Sivakasi factory explosion
- Date: 5 September 2012
- Location: Sivakasi, Tamil Nadu, India;
- Deaths: 40
- Injuries: 70

= Sivakasi factory explosion =

2012 explosion at an unlicensed fireworks factory in India

The 2012 Sivakasi factory explosion was an explosion at the Om Sakthi Fireworks Industries fireworks factory in Sivakasi, India, on 5 September 2012. Forty people were killed and more than 70 were injured. The explosion occurred in a fireworks factory which did not have a valid licence.

==Background==

Sivakasi, in Tamil Nadu in southern India, is considered the "fireworks capital" of India. The town produces more than 90% of India's fireworks and India is the second largest producer of fireworks in the world, next to China. More than 700 factories in Sivakasi make approximately $360 million worth of fireworks every year.

The Om Sakthi Fireworks Industries complex consisted of a single larger factory unit and 48 ancillary units. The company's fireworks license had been suspended only days earlier for violation of worker safety rules. Local police officials stated that the factory should have been closed at the time, owing to the suspension. Instead, more than 300 people were working in the facility when the explosion occurred.
With the Hindu festival of Diwali only weeks away, fireworks producers were reportedly under pressure to maintain high production levels.

==Explosion==

The explosion occurred while workers were mixing certain chemicals to produce fireworks. Some reports suggest the high ambient temperature in the factory, reported to be 69 C, may have been a factor. The initial explosion and a subsequent series of explosions could be heard more than two kilometres away.
Firefighter entry to the buildings was delayed by a lack of equipment, including breathing apparatus. Efforts to treat victims were also delayed due to inadequate facilities at several local hospitals. It took more than five hours for fire fighters to extinguish the fire.
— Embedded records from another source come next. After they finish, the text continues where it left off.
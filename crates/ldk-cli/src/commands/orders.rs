//! `ldk orders`: tab-separated listing and MKL order entry from form text.

use anyhow::Result;
use ldk_normalize::{parse_optional_decimal, parse_optional_int};
use ldk_schemas::{
    Catalog, LifecycleStatus, MeridianFilter, MeridianStatus, MklFilter, MklOrderInput,
    MklStatus,
};

use super::open_desk;

pub async fn list(catalog: &str, status: Option<&str>, query: Option<String>) -> Result<()> {
    let catalog = Catalog::parse(catalog)?;
    let desk = open_desk().await?;

    match catalog {
        Catalog::Mkl => {
            let status = status.map(MklStatus::parse).transpose()?;
            let orders = desk.list_mkl_orders(&MklFilter { status, query }).await?;
            println!("count={}", orders.len());
            for o in orders {
                println!(
                    "{}\t{}\t{}\t{}\t{}\t{}",
                    o.id,
                    o.status.as_str(),
                    o.fio,
                    o.product_name,
                    o.qty,
                    o.status_changed_at.to_rfc3339()
                );
            }
        }
        Catalog::Meridian => {
            let status = status.map(MeridianStatus::parse).transpose()?;
            let orders = desk.list_meridian_orders(&MeridianFilter { status }).await?;
            println!("count={}", orders.len());
            for s in orders {
                println!(
                    "{}\t{}\t{}\titems={}\t{}",
                    s.order.id,
                    s.order.status.as_str(),
                    s.order.title,
                    s.item_count,
                    s.order.status_changed_at.to_rfc3339()
                );
            }
        }
    }
    Ok(())
}

/// MKL order fields exactly as typed.
pub struct MklForm {
    pub fio: String,
    pub phone: String,
    pub product: String,
    pub sph: String,
    pub cyl: String,
    pub ax: String,
    pub bc: String,
    pub qty: String,
    pub comment: String,
}

pub async fn add_mkl(form: MklForm) -> Result<()> {
    let input = MklOrderInput {
        fio: form.fio,
        phone: form.phone,
        product_name: form.product,
        sph: parse_optional_decimal("sph", &form.sph)?,
        cyl: parse_optional_decimal("cyl", &form.cyl)?,
        ax: parse_optional_int("ax", &form.ax)?,
        bc: parse_optional_decimal("bc", &form.bc)?,
        qty: parse_optional_int("qty", &form.qty)?.unwrap_or(1),
        comment: form.comment,
    };

    let desk = open_desk().await?;
    let o = desk.create_mkl_order(&input).await?;
    println!(
        "id={} status={} sph={:.2} qty={}",
        o.id,
        o.status.as_str(),
        o.sph,
        o.qty
    );
    Ok(())
}
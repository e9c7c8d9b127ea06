//! ldk-normalize
//!
//! Phone canonicalization/display and optical-field normalization, plus the
//! form validators that turn raw inputs into store-ready drafts.
//!
//! Pure deterministic logic. No IO.

mod forms;
mod numeric;
mod phone;

pub use forms::{
    validate_client, validate_meridian_item, validate_mkl_order, validate_product_name,
};
pub use numeric::{
    clamp_int, parse_optional_decimal, parse_optional_int, snap_int, StepRule, AX_MAX, AX_MIN,
    BC, CYL, DIAMETER_MAX, DIAMETER_MIN, DIAMETER_STEP, QTY_MAX, QTY_MIN, SPH,
};
pub use phone::{format_phone_display, only_digits};
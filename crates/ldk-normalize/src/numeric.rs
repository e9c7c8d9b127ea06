use ldk_schemas::ValidationError;

/// Clamp-then-snap rule for one decimal optical field.
#[derive(Clone, Copy, Debug, PartialEq)]
pub struct StepRule {
    pub step: f64,
    pub min: f64,
    pub max: f64,
}

pub const SPH: StepRule = StepRule { step: 0.25, min: -30.0, max: 30.0 };
pub const CYL: StepRule = StepRule { step: 0.25, min: -10.0, max: 10.0 };
pub const BC: StepRule = StepRule { step: 0.1, min: 8.0, max: 9.0 };

pub const AX_MIN: i64 = 0;
pub const AX_MAX: i64 = 180;
pub const DIAMETER_MIN: i64 = 40;
pub const DIAMETER_MAX: i64 = 90;
pub const DIAMETER_STEP: i64 = 5;
pub const QTY_MIN: i64 = 1;
pub const QTY_MAX: i64 = 20;

impl StepRule {
    /// Clamp to `[min, max]`, snap to the nearest multiple of `step`
    /// (ties to even), and round to the precision implied by `step`.
    ///
    /// The result always lies in `[min, max]` and is a multiple of `step`
    /// within float tolerance, provided the range holds at least one
    /// multiple.
    pub fn apply(&self, value: f64) -> f64 {
        let v = value.clamp(self.min, self.max);
        let mut k = (v / self.step).round_ties_even();
        if k * self.step > self.max + 1e-9 {
            k -= 1.0;
        }
        if k * self.step < self.min - 1e-9 {
            k += 1.0;
        }
        let scale = 10f64.powi(self.decimals() as i32);
        // `+ 0.0` folds -0.0 into 0.0 so it never renders as "-0.00".
        (k * self.step * scale).round() / scale + 0.0
    }

    /// Decimal places implied by `step` (0.25 -> 2, 0.1 -> 1, 5 -> 0).
    pub fn decimals(&self) -> usize {
        (0..=6)
            .find(|&d| {
                let scaled = self.step * 10f64.powi(d);
                (scaled - scaled.round()).abs() < 1e-9
            })
            .unwrap_or(6) as usize
    }

    /// Render a normalized value at the rule's precision.
    pub fn format(&self, value: f64) -> String {
        format!("{:.*}", self.decimals(), value + 0.0)
    }

    /// Normalize an optional value; absence stays absence.
    pub fn apply_opt(&self, value: Option<f64>) -> Option<f64> {
        value.map(|v| self.apply(v))
    }
}

pub fn clamp_int(value: i64, min: i64, max: i64) -> i64 {
    value.clamp(min, max)
}

/// Clamp to `[min, max]` then snap to the nearest multiple of `step`.
pub fn snap_int(value: i64, step: i64, min: i64, max: i64) -> i64 {
    let v = clamp_int(value, min, max);
    let snapped = ((v as f64) / (step as f64)).round() as i64 * step;
    snapped.clamp(min, max)
}

/// Parse a decimal typed into a form field. Empty means absent.
/// Accepts `,` as the decimal separator and the Unicode minus sign.
pub fn parse_optional_decimal(
    field: &'static str,
    text: &str,
) -> Result<Option<f64>, ValidationError> {
    let t = text.trim().replace(',', ".").replace('\u{2212}', "-");
    if t.is_empty() {
        return Ok(None);
    }
    let v: f64 = t.parse().map_err(|_| ValidationError::Unparseable {
        field,
        input: text.to_string(),
    })?;
    if !v.is_finite() {
        return Err(ValidationError::NonFinite(field));
    }
    Ok(Some(v))
}

/// Parse an integer typed into a form field. Empty means absent.
pub fn parse_optional_int(field: &'static str, text: &str) -> Result<Option<i64>, ValidationError> {
    let t = text.trim();
    if t.is_empty() {
        return Ok(None);
    }
    t.parse::<i64>()
        .map(Some)
        .map_err(|_| ValidationError::Unparseable {
            field,
            input: text.to_string(),
        })
}
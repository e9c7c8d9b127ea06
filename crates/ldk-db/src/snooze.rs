//! Flat key/value state. Snooze markers are stored as RFC 3339 text and
//! interpreted by the reminder evaluator, not here.

use anyhow::{Context, Result};
use chrono::{DateTime, SecondsFormat, Utc};
use ldk_schemas::ReminderChannel;
use sqlx::SqlitePool;

pub async fn get_notify_state(pool: &SqlitePool, key: &str) -> Result<Option<String>> {
    let row: Option<(Option<String>,)> =
        sqlx::query_as("select value from notify_state where key = ?1")
            .bind(key)
            .fetch_optional(pool)
            .await
            .context("get_notify_state failed")?;
    Ok(row.and_then(|(v,)| v))
}

/// Upsert.
pub async fn put_notify_state(pool: &SqlitePool, key: &str, value: &str) -> Result<()> {
    sqlx::query(
        r#"
        insert into notify_state (key, value) values (?1, ?2)
        on conflict(key) do update set value = excluded.value
        "#,
    )
    .bind(key)
    .bind(value)
    .execute(pool)
    .await
    .context("put_notify_state failed")?;
    Ok(())
}

/// Raw marker text for a channel, if any was ever written.
pub async fn get_snooze_raw(pool: &SqlitePool, channel: ReminderChannel) -> Result<Option<String>> {
    get_notify_state(pool, channel.snooze_key()).await
}

pub async fn put_snooze_until(
    pool: &SqlitePool,
    channel: ReminderChannel,
    until: DateTime<Utc>,
) -> Result<()> {
    let text = until.to_rfc3339_opts(SecondsFormat::Secs, true);
    put_notify_state(pool, channel.snooze_key(), &text).await
}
The initial death toll was 37, followed by reports several weeks later of a final confirmed total of 40 deaths and more than 70 injuries. Fatalities included factory workers and local villagers who walked in after the initial fire.

==Aftermath==

Immediately after the incident, authorities began enforcing existing regulations, conducting raids and inspections, forcing some factories to close and cancelling several licences and as a consequence, 150 fireworks production units had been closed. 12 people were arrested, including the factory manager, and were charged with culpable homicide. The owner of Om Sakthi Fireworks Industries absconded soon after the incident and could not be found by police. Responding to reports of the arrests, local authorities called for a higher-level inquiry into the incident.

The following day (7 September), Tamil Nadu Chief Minister Jayalalithaa Jayaram announced a "magisterial probe" to determine how the factory was allowed to continue even after its licence had been suspended.